As a paradigm of lower motor neurone loss, think of a patient with polio - leading to a wasted, fasciculating, flaccid, weak limb. You can further localise peripheral nerve problems by considering if the signs fit a glove and stocking distribution (a peripheral neuropathy - for example, in diabetes mellitus), a single nerve lesion (a mononeuritis - for example, ulnar nerve palsy) or multiple discrete nerve lesions (mononeuritis multiplex - for example, in a vasculitis).

Mixed upper and lower motor neurone lesions are often the result of problems of the cervical cord (with lower motor neurone signs at the level of the lesion, and upper motor neurone signs below it), or motor neurone disease.

If you suspect a spinal cord lesion, you should try and elicit sensory or motor signs that roughly indicate the level.
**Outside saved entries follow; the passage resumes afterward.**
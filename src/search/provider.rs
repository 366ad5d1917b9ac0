// Copyright (c) 2025 Fabstir
// SPDX-License-Identifier: BUSL-1.1
//! Source adapter trait definition

use async_trait::async_trait;
use futures::future::BoxFuture;
use tracing::{debug, warn};

use super::types::{NormalizedRecord, SourceError, SourceId};

/// One acquisition strategy of an adapter, not yet started
pub type Attempt<'a> = BoxFuture<'a, Result<Vec<NormalizedRecord>, SourceError>>;

/// Trait implemented by every model site adapter
///
/// Implementors provide the fallible `try_*` operations. Callers use the
/// provided `search` and `fetch_popular`, which never fail: errors are logged
/// and become an empty list, results are truncated to `limit` and stamped
/// with the adapter's id.
#[async_trait]
pub trait SourceAdapter: Send + Sync {
    /// Identity of the site this adapter talks to
    fn id(&self) -> SourceId;

    /// Search the site
    ///
    /// # Arguments
    /// * `query` - Free text query
    /// * `limit` - Maximum number of records wanted
    /// * `page` - One-based page number
    async fn try_search(
        &self,
        query: &str,
        limit: usize,
        page: usize,
    ) -> Result<Vec<NormalizedRecord>, SourceError>;

    /// Fetch the site's popular / trending models
    async fn try_popular(&self, limit: usize) -> Result<Vec<NormalizedRecord>, SourceError>;

    /// Direct link to the site's own search page, for client-side fallback
    fn search_url(&self, query: &str) -> String;

    /// Fail-open search
    async fn search(&self, query: &str, limit: usize, page: usize) -> Vec<NormalizedRecord> {
        match self.try_search(query, limit, page).await {
            Ok(records) => conform(self.id(), records, limit),
            Err(e) => {
                warn!("{} search failed for '{}': {}", self.id(), query, e);
                Vec::new()
            }
        }
    }

    /// Fail-open popular listing
    async fn fetch_popular(&self, limit: usize) -> Vec<NormalizedRecord> {
        match self.try_popular(limit).await {
            Ok(records) => conform(self.id(), records, limit),
            Err(e) => {
                warn!("{} popular fetch failed: {}", self.id(), e);
                Vec::new()
            }
        }
    }
}

fn conform(id: SourceId, mut records: Vec<NormalizedRecord>, limit: usize) -> Vec<NormalizedRecord> {
    records.truncate(limit);
    for record in &mut records {
        record.source = id;
    }
    records
}

/// Records to skip for a one-based `page`, saturating instead of overflowing
pub fn page_offset(page: usize, limit: usize) -> usize {
    page.max(1).saturating_sub(1).saturating_mul(limit)
}

/// Run strategies in order until one yields records.
///
/// Errors and empty results fall through to the next strategy. When every
/// strategy comes up empty the last error is returned, or an empty list if
/// none failed outright.
pub async fn first_non_empty(
    source: SourceId,
    attempts: Vec<(&'static str, Attempt<'_>)>,
) -> Result<Vec<NormalizedRecord>, SourceError> {
    let mut last_error = None;

    for (strategy, attempt) in attempts {
        match attempt.await {
            Ok(records) if !records.is_empty() => {
                debug!("{} {} strategy returned {} records", source, strategy, records.len());
                return Ok(records);
            }
            Ok(_) => debug!("{} {} strategy returned no records", source, strategy),
            Err(e) => {
                debug!("{} {} strategy failed: {}, trying next", source, strategy, e);
                last_error = Some(e);
            }
        }
    }

    match last_error {
        Some(e) => Err(e),
        None => Ok(Vec::new()),
    }
}
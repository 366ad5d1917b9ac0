// Copyright (c) 2025 Fabstir
// SPDX-License-Identifier: BUSL-1.1
pub mod errors;
pub mod health;
pub mod http_server;
pub mod image;
pub mod search;

pub use errors::{ApiError, ErrorResponse};
pub use health::{health_handler, HealthResponse};
pub use http_server::{create_app, start_server, AppState};
pub use image::{image_handler, ImageParams};
pub use search::{
    popular_handler, search_handler, search_urls_handler, site_search_handler, SearchApiResponse,
    SearchParams, SiteSearchResponse,
};
// Copyright (c) 2025 Fabstir
// SPDX-License-Identifier: BUSL-1.1
//! TTL-based caching with an injectable clock
//!
//! Shared by the popular-results cache and the image proxy. Expiry is lazy:
//! stale entries are reported as absent by `get` and only removed by an
//! explicit `evict_expired`.

use std::borrow::Borrow;
use std::collections::HashMap;
use std::hash::Hash;
use std::sync::{Arc, Mutex, RwLock};
use std::time::{Duration, Instant};

/// Source of "now" for expiry checks
pub trait Clock: Send + Sync {
    fn now(&self) -> Instant;
}

/// Wall clock backed by `Instant::now`
#[derive(Debug, Default, Clone, Copy)]
pub struct SystemClock;

impl Clock for SystemClock {
    fn now(&self) -> Instant {
        Instant::now()
    }
}

/// Clock that only moves when told to
#[derive(Debug)]
pub struct ManualClock {
    start: Instant,
    offset: Mutex<Duration>,
}

impl ManualClock {
    pub fn new() -> Self {
        Self {
            start: Instant::now(),
            offset: Mutex::new(Duration::ZERO),
        }
    }

    /// Move the clock forward
    pub fn advance(&self, by: Duration) {
        if let Ok(mut offset) = self.offset.lock() {
            *offset += by;
        }
    }
}

impl Default for ManualClock {
    fn default() -> Self {
        Self::new()
    }
}

impl Clock for ManualClock {
    fn now(&self) -> Instant {
        let offset = self.offset.lock().map(|o| *o).unwrap_or_default();
        self.start + offset
    }
}

struct CachedEntry<V> {
    value: V,
    inserted_at: Instant,
}

/// Cache statistics
#[derive(Debug, Clone, PartialEq, Eq)]
pub struct CacheStats {
    /// Total entries in cache
    pub total: usize,
    /// Expired entries (not yet evicted)
    pub expired: usize,
}

/// Process-wide TTL cache
pub struct TtlCache<K, V> {
    entries: RwLock<HashMap<K, CachedEntry<V>>>,
    ttl: Duration,
    clock: Arc<dyn Clock>,
}

impl<K, V> TtlCache<K, V>
where
    K: Eq + Hash,
    V: Clone,
{
    /// Create a cache on the system clock
    pub fn new(ttl: Duration) -> Self {
        Self::with_clock(ttl, Arc::new(SystemClock))
    }

    pub fn with_clock(ttl: Duration, clock: Arc<dyn Clock>) -> Self {
        Self {
            entries: RwLock::new(HashMap::new()),
            ttl,
            clock,
        }
    }

    /// Get a live entry
    ///
    /// Returns None if not found or expired
    pub fn get<Q>(&self, key: &Q) -> Option<V>
    where
        K: Borrow<Q>,
        Q: Hash + Eq + ?Sized,
    {
        let entries = self.entries.read().ok()?;
        let entry = entries.get(key)?;

        if self.is_expired(entry.inserted_at) {
            return None;
        }

        Some(entry.value.clone())
    }

    /// Insert or replace an entry, stamped with the current time
    pub fn put(&self, key: K, value: V) {
        let mut entries = match self.entries.write() {
            Ok(e) => e,
            Err(_) => return,
        };

        entries.insert(
            key,
            CachedEntry {
                value,
                inserted_at: self.clock.now(),
            },
        );
    }

    /// Remove every expired entry, returning how many were dropped
    pub fn evict_expired(&self) -> usize {
        let mut entries = match self.entries.write() {
            Ok(e) => e,
            Err(_) => return 0,
        };

        let now = self.clock.now();
        let before = entries.len();
        entries.retain(|_, entry| now.saturating_duration_since(entry.inserted_at) <= self.ttl);
        before - entries.len()
    }

    /// Number of stored entries, live or not
    pub fn len(&self) -> usize {
        self.entries.read().map(|e| e.len()).unwrap_or(0)
    }

    pub fn is_empty(&self) -> bool {
        self.len() == 0
    }

    /// Clear all cache entries
    pub fn clear(&self) {
        if let Ok(mut entries) = self.entries.write() {
            entries.clear();
        }
    }

    /// Get cache statistics
    pub fn stats(&self) -> CacheStats {
        let entries = match self.entries.read() {
            Ok(e) => e,
            Err(_) => return CacheStats { total: 0, expired: 0 },
        };

        let expired = entries
            .values()
            .filter(|e| self.is_expired(e.inserted_at))
            .count();

        CacheStats {
            total: entries.len(),
            expired,
        }
    }

    pub fn ttl(&self) -> Duration {
        self.ttl
    }

    fn is_expired(&self, inserted_at: Instant) -> bool {
        self.clock.now().saturating_duration_since(inserted_at) > self.ttl
    }
}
You should have a basic idea of the functions of different regions of the brain and the clinical consequences of lesions in each, such as personality change and disinhibition in a frontal lobe syndrome . Cerebellar signs are common in exams, and easy to remember (box).
 

Cerebellar signs - remember the mnemonic DANISH!
  • Dysdiadochokinesis
  • Ataxia
  • Nystagmus
  • Intention tremor
  • Slurred speech
  • Hypotonia

Learn only a few causes - concentrate on common diseases

If asked for the cause of a cranial nerve lesion, don't mention Wegener's granulomatosis first of all. In fact, all cranial nerve lesions can be caused by trauma, tumours, diabetes mellitus, or multiple sclerosis. Most lists of causes can be stripped down in this way.

In your exam, and in clinical practice, you can predict the commonest conditions. Make sure you have examined patients with stroke, multiple sclerosis, Parkinson's disease, dementia, peripheral and cranial nerve lesions.

Finally

For those interested, Gerstmann-Sträussler-Scheinker syndrome is a prion disease, usually familial, and slower in progression than Creutzfeldt-Jakob disease. Pelizaeus-Merzbacher disease (X-linked sudanophilic leukodystrophy) is a hereditary spastic paraparesis. Now strike these from your memory banks, in view of the above.